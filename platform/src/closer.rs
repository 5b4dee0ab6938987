//! Ordered registry of teardown actions.
//!
//! Resources register a named close action as they are constructed; at
//! shutdown [`Closer::close_all`] runs the actions in reverse
//! registration order (LIFO), so dependents release before the things
//! they depend on. A failing action is logged and reported but never
//! stops the remaining ones.

use std::fmt;
use std::future::Future;
use std::pin::Pin;
use std::sync::Mutex;
use std::time::Duration;
use tracing::{error, info};

type CloseFuture = Pin<Box<dyn Future<Output = anyhow::Result<()>> + Send>>;
type CloseFn = Box<dyn FnOnce() -> CloseFuture + Send>;

/// Aggregate of every close action that failed.
#[derive(Debug)]
pub struct CloseError {
    failures: Vec<(String, String)>,
}

impl std::error::Error for CloseError {}

impl CloseError {
    /// Names of the actions that failed.
    #[must_use]
    pub fn failed(&self) -> Vec<&str> {
        self.failures.iter().map(|(name, _)| name.as_str()).collect()
    }
}

impl fmt::Display for CloseError {
    fn fmt(&self, f: &mut fmt::Formatter<'_>) -> fmt::Result {
        write!(f, "{} close action(s) failed:", self.failures.len())?;
        for (name, reason) in &self.failures {
            write!(f, " [{name}: {reason}]")?;
        }
        Ok(())
    }
}

/// Ordered teardown registry.
#[derive(Default)]
pub struct Closer {
    entries: Mutex<Vec<(String, CloseFn)>>,
}

impl Closer {
    /// Create an empty registry.
    #[must_use]
    pub fn new() -> Self {
        Self::default()
    }

    /// Append a named close action.
    pub fn add<F, Fut>(&self, name: impl Into<String>, action: F)
    where
        F: FnOnce() -> Fut + Send + 'static,
        Fut: Future<Output = anyhow::Result<()>> + Send + 'static,
    {
        let name = name.into();
        self.entries
            .lock()
            .expect("closer registry poisoned")
            .push((name, Box::new(move || Box::pin(action()))));
    }

    /// Run every registered action in reverse registration order.
    ///
    /// Each action gets `per_close_timeout` of its own budget; the
    /// caller is expected to invoke this from a fresh shutdown scope
    /// that does not inherit the run loop's cancellation.
    ///
    /// # Errors
    ///
    /// Returns a [`CloseError`] aggregating every action that returned
    /// an error or timed out. All actions run regardless.
    pub async fn close_all(&self, per_close_timeout: Duration) -> Result<(), CloseError> {
        let entries: Vec<(String, CloseFn)> = {
            let mut guard = self.entries.lock().expect("closer registry poisoned");
            guard.drain(..).rev().collect()
        };

        let mut failures = Vec::new();
        for (name, action) in entries {
            match tokio::time::timeout(per_close_timeout, action()).await {
                Ok(Ok(())) => info!(closer = %name, "closed"),
                Ok(Err(e)) => {
                    error!(closer = %name, error = %e, "close failed");
                    failures.push((name, e.to_string()));
                }
                Err(_) => {
                    error!(closer = %name, "close timed out");
                    failures.push((name, format!("timed out after {per_close_timeout:?}")));
                }
            }
        }

        if failures.is_empty() {
            Ok(())
        } else {
            Err(CloseError { failures })
        }
    }
}

#[cfg(test)]
mod tests {
    use super::*;
    use std::sync::Arc;

    #[tokio::test]
    async fn closes_in_reverse_registration_order() {
        let closer = Closer::new();
        let log = Arc::new(Mutex::new(Vec::new()));

        for name in ["pool", "producer", "consumer"] {
            let log = Arc::clone(&log);
            closer.add(name, move || async move {
                log.lock().unwrap().push(name);
                Ok(())
            });
        }

        closer.close_all(Duration::from_secs(1)).await.unwrap();
        assert_eq!(*log.lock().unwrap(), vec!["consumer", "producer", "pool"]);
    }

    #[tokio::test]
    async fn failing_action_does_not_stop_the_rest() {
        let closer = Closer::new();
        let log = Arc::new(Mutex::new(Vec::new()));

        {
            let log = Arc::clone(&log);
            closer.add("first", move || async move {
                log.lock().unwrap().push("first");
                Ok(())
            });
        }
        closer.add("broken", || async { Err(anyhow::anyhow!("disk on fire")) });
        {
            let log = Arc::clone(&log);
            closer.add("last", move || async move {
                log.lock().unwrap().push("last");
                Ok(())
            });
        }

        let err = closer.close_all(Duration::from_secs(1)).await.unwrap_err();
        assert_eq!(err.failed(), vec!["broken"]);
        assert_eq!(*log.lock().unwrap(), vec!["last", "first"]);
    }

    #[tokio::test]
    async fn hung_action_is_timed_out() {
        let closer = Closer::new();
        closer.add("stuck", || async {
            tokio::time::sleep(Duration::from_secs(60)).await;
            Ok(())
        });

        let err = closer.close_all(Duration::from_millis(20)).await.unwrap_err();
        assert_eq!(err.failed(), vec!["stuck"]);
    }
}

------------------------

The task
Please print verbatim each line from the first line of the entries above to the line that contains "pub struct Closer", inclusive, and nothing more.

Solution to this problem
filename platform/src/closer.rs
repository 5b4dee0ab6938987
//! Ordered registry of teardown actions.
//!
//! Resources register a named close action as they are constructed; at
//! shutdown [`Closer::close_all`] runs the actions in reverse
//! registration order (LIFO), so dependents release before the things
//! they depend on. A failing action is logged and reported but never
//! stops the remaining ones.

use std::fmt;
use std::future::Future;
use std::pin::Pin;
use std::sync::Mutex;
use std::time::Duration;
use tracing::{error, info};

type CloseFuture = Pin<Box<dyn Future<Output = anyhow::Result<()>> + Send>>;
type CloseFn = Box<dyn FnOnce() -> CloseFuture + Send>;

/// Aggregate of every close action that failed.
#[derive(Debug)]
pub struct CloseError {
    failures: Vec<(String, String)>,
}

impl std::error::Error for CloseError {}

impl CloseError {
    /// Names of the actions that failed.
    #[must_use]
    pub fn failed(&self) -> Vec<&str> {
        self.failures.iter().map(|(name, _)| name.as_str()).collect()
    }
}

impl fmt::Display for CloseError {
    fn fmt(&self, f: &mut fmt::Formatter<'_>) -> fmt::Result {
        write!(f, "{} close action(s) failed:", self.failures.len())?;
        for (name, reason) in &self.failures {
            write!(f, " [{name}: {reason}]")?;
        }
        Ok(())
    }
}

/// Ordered teardown registry.
#[derive(Default)]
pub struct Closer {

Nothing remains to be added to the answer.